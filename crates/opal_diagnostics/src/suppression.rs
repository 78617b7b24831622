//! File-pattern based warning suppression.
//!
//! A suppression mapping file silences warning groups for sources whose
//! presumed path matches a glob. The format is section based:
//!
//! ```text
//! # silence everything in vendored code
//! [unused]
//! src:vendor/*
//! src:vendor/mine/*=emit
//! ```
//!
//! Sections name diagnostic groups; `src:` entries carry globs over presumed
//! file paths. The optional `=emit` category re-enables a subset of an
//! otherwise suppressed pattern. Each diagnostic is owned by the last
//! section in the file that names a group containing it; within that
//! section, the longest matching pattern text wins, with ties going to the
//! entry defined later.

use crate::catalog::{Catalog, DiagnosticId, Flavor};
use std::collections::HashMap;
use thiserror::Error;

/// A parse failure in a suppression mapping file.
#[derive(Debug, Error)]
pub enum SuppressionParseError {
    /// A line that is neither a section header, an `entity:glob` entry, nor
    /// a comment.
    #[error("malformed line {line}: '{content}'")]
    MalformedLine {
        /// 1-based line number.
        line: u32,
        /// The offending line, trimmed.
        content: String,
    },
    /// A glob pattern that failed to compile.
    #[error("invalid glob at line {line}: {source}")]
    BadGlob {
        /// 1-based line number.
        line: u32,
        /// The underlying pattern error.
        #[source]
        source: glob::PatternError,
    },
}

#[derive(Debug)]
struct RawEntry {
    entity: String,
    pattern: glob::Pattern,
    pattern_text: String,
    category: String,
}

#[derive(Debug)]
struct RawSection {
    name: String,
    entries: Vec<RawEntry>,
}

/// The sections of a suppression mapping file, before group names have been
/// resolved against a [`Catalog`].
#[derive(Debug)]
pub struct ParsedSuppressions {
    sections: Vec<RawSection>,
}

/// Parses the text of a suppression mapping file.
///
/// Entries appearing before any section header land in an implicit `*`
/// section, which [`ParsedSuppressions::resolve`] later discards: suppression
/// is meaningful per diagnostic group only.
pub fn parse_suppressions(text: &str) -> Result<ParsedSuppressions, SuppressionParseError> {
    let mut sections = vec![RawSection {
        name: "*".to_string(),
        entries: Vec::new(),
    }];

    for (index, raw_line) in text.lines().enumerate() {
        let line = index as u32 + 1;
        let trimmed = raw_line.trim();
        if trimmed.is_empty() || trimmed.starts_with('#') {
            continue;
        }
        if let Some(inner) = trimmed.strip_prefix('[') {
            let name = inner
                .strip_suffix(']')
                .filter(|n| !n.is_empty())
                .ok_or_else(|| SuppressionParseError::MalformedLine {
                    line,
                    content: trimmed.to_string(),
                })?;
            sections.push(RawSection {
                name: name.to_string(),
                entries: Vec::new(),
            });
            continue;
        }
        let (entity, rest) =
            trimmed
                .split_once(':')
                .ok_or_else(|| SuppressionParseError::MalformedLine {
                    line,
                    content: trimmed.to_string(),
                })?;
        let (pattern_text, category) = match rest.split_once('=') {
            Some((glob, category)) => (glob, category),
            None => (rest, ""),
        };
        let pattern = glob::Pattern::new(pattern_text)
            .map_err(|source| SuppressionParseError::BadGlob { line, source })?;
        // Sections is never empty: the implicit "*" section is pushed first.
        let section_index = sections.len() - 1;
        sections[section_index].entries.push(RawEntry {
            entity: entity.to_string(),
            pattern,
            pattern_text: pattern_text.to_string(),
            category: category.to_string(),
        });
    }

    Ok(ParsedSuppressions { sections })
}

/// Resolved suppression rules, ready for per-diagnostic queries.
pub struct SuppressionMapping {
    sections: Vec<Vec<RawEntry>>,
    owner: HashMap<DiagnosticId, usize>,
}

impl ParsedSuppressions {
    /// Resolves section names against the catalog's diagnostic groups.
    ///
    /// Returns the mapping plus the section names that matched no known
    /// group; the caller reports those. The implicit `*` section is dropped.
    /// When several sections name groups containing the same diagnostic,
    /// the last one declared takes it over.
    pub fn resolve(self, catalog: &Catalog) -> (SuppressionMapping, Vec<String>) {
        let mut sections = Vec::new();
        let mut owner = HashMap::new();
        let mut unknown = Vec::new();
        for raw in self.sections {
            if raw.name == "*" {
                continue;
            }
            match catalog.group_members(Flavor::WarningOrError, &raw.name) {
                Some(members) => {
                    for id in members {
                        owner.insert(id, sections.len());
                    }
                    sections.push(raw.entries);
                }
                None => unknown.push(raw.name),
            }
        }
        (SuppressionMapping { sections, owner }, unknown)
    }
}

impl SuppressionMapping {
    /// Returns `true` if diagnostic `id` should be silenced for a source
    /// with the given presumed path.
    ///
    /// Only the diagnostic's owning section is consulted; globs in sections
    /// it used to belong to do not participate.
    pub fn is_suppressed(&self, id: DiagnosticId, path: &str) -> bool {
        let path = path.strip_prefix("./").unwrap_or(path);
        let entries = match self.owner.get(&id) {
            Some(&index) => &self.sections[index],
            None => return false,
        };
        let mut best: Option<(usize, bool)> = None;
        for entry in entries {
            if entry.entity != "src" || !entry.pattern.matches(path) {
                continue;
            }
            let len = entry.pattern_text.len();
            if best.map_or(true, |(best_len, _)| len >= best_len) {
                best = Some((len, entry.category != "emit"));
            }
        }
        best.map_or(false, |(_, suppressed)| suppressed)
    }
}
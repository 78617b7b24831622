//! Common result and error types for the Opal front-end.

/// The standard result type for fallible internal operations.
///
/// `Ok` contains the result value (which may be partial or degraded after
/// error recovery). `Err` indicates an unrecoverable internal error (a bug
/// in Opal), not a user-facing error. User errors are reported through the
/// diagnostics engine and the operation still returns `Ok`.
pub type OpalResult<T> = Result<T, InternalError>;

/// An internal compiler error indicating a bug in Opal, not a user input problem.
///
/// These errors should never occur during normal operation. If one does occur,
/// it means there is a logic error in the compiler that should be fixed.
#[derive(Debug, thiserror::Error)]
#[error("internal compiler error: {message}")]
pub struct InternalError {
    /// Description of the internal error.
    pub message: String,
}

impl InternalError {
    /// Creates a new internal error with the given message.
    pub fn new(message: impl Into<String>) -> Self {
        Self {
            message: message.into(),
        }
    }
}

impl From<String> for InternalError {
    fn from(message: String) -> Self {
        Self { message }
    }
}
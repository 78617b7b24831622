//! Reusable backing storage for in-flight diagnostics.
//!
//! Building a diagnostic allocates vectors for its arguments, ranges, and
//! fix-it hints. Diagnostics are reported constantly, so the engine keeps a
//! small pool of cleared storage blocks and hands them back out instead of
//! reallocating each time.

use crate::arg::DiagArg;
use crate::fixit::FixItHint;
use opal_source::Span;

/// Maximum number of storage blocks kept for reuse.
const NUM_CACHED: usize = 16;

/// The payload of one in-flight diagnostic.
#[derive(Default, Debug)]
pub struct DiagnosticStorage {
    /// Message template arguments, in `%N` order.
    pub args: Vec<DiagArg>,
    /// Source ranges to highlight.
    pub ranges: Vec<Span>,
    /// Suggested edits.
    pub fixits: Vec<FixItHint>,
}

impl DiagnosticStorage {
    fn clear(&mut self) {
        self.args.clear();
        self.ranges.clear();
        self.fixits.clear();
    }
}

/// Free list of [`DiagnosticStorage`] blocks.
#[derive(Default)]
pub struct StoragePool {
    cached: Vec<DiagnosticStorage>,
}

impl StoragePool {
    /// Takes a cleared storage block, reusing a cached one when available.
    pub fn alloc(&mut self) -> DiagnosticStorage {
        self.cached.pop().unwrap_or_default()
    }

    /// Returns a block to the pool. Blocks beyond the cache cap are dropped.
    pub fn release(&mut self, mut storage: DiagnosticStorage) {
        if self.cached.len() < NUM_CACHED {
            storage.clear();
            self.cached.push(storage);
        }
    }
}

• _PROBLEM TO SOLVE_:
Could you return exactly the stretch of the data above that starts at the line with "subset of an" and ends at the line with "Entries appearing before", both lines included?

• _SOLUTION BELOW_:
//! file paths. The optional `=emit` category re-enables a subset of an
//! otherwise suppressed pattern. Each diagnostic is owned by the last
//! section in the file that names a group containing it; within that
//! section, the longest matching pattern text wins, with ties going to the
//! entry defined later.

use crate::catalog::{Catalog, DiagnosticId, Flavor};
use std::collections::HashMap;
use thiserror::Error;

/// A parse failure in a suppression mapping file.
#[derive(Debug, Error)]
pub enum SuppressionParseError {
    /// A line that is neither a section header, an `entity:glob` entry, nor
    /// a comment.
    #[error("malformed line {line}: '{content}'")]
    MalformedLine {
        /// 1-based line number.
        line: u32,
        /// The offending line, trimmed.
        content: String,
    },
    /// A glob pattern that failed to compile.
    #[error("invalid glob at line {line}: {source}")]
    BadGlob {
        /// 1-based line number.
        line: u32,
        /// The underlying pattern error.
        #[source]
        source: glob::PatternError,
    },
}

#[derive(Debug)]
struct RawEntry {
    entity: String,
    pattern: glob::Pattern,
    pattern_text: String,
    category: String,
}

#[derive(Debug)]
struct RawSection {
    name: String,
    entries: Vec<RawEntry>,
}

/// The sections of a suppression mapping file, before group names have been
/// resolved against a [`Catalog`].
#[derive(Debug)]
pub struct ParsedSuppressions {
    sections: Vec<RawSection>,
}

/// Parses the text of a suppression mapping file.
///
/// Entries appearing before any section header land in an implicit `*`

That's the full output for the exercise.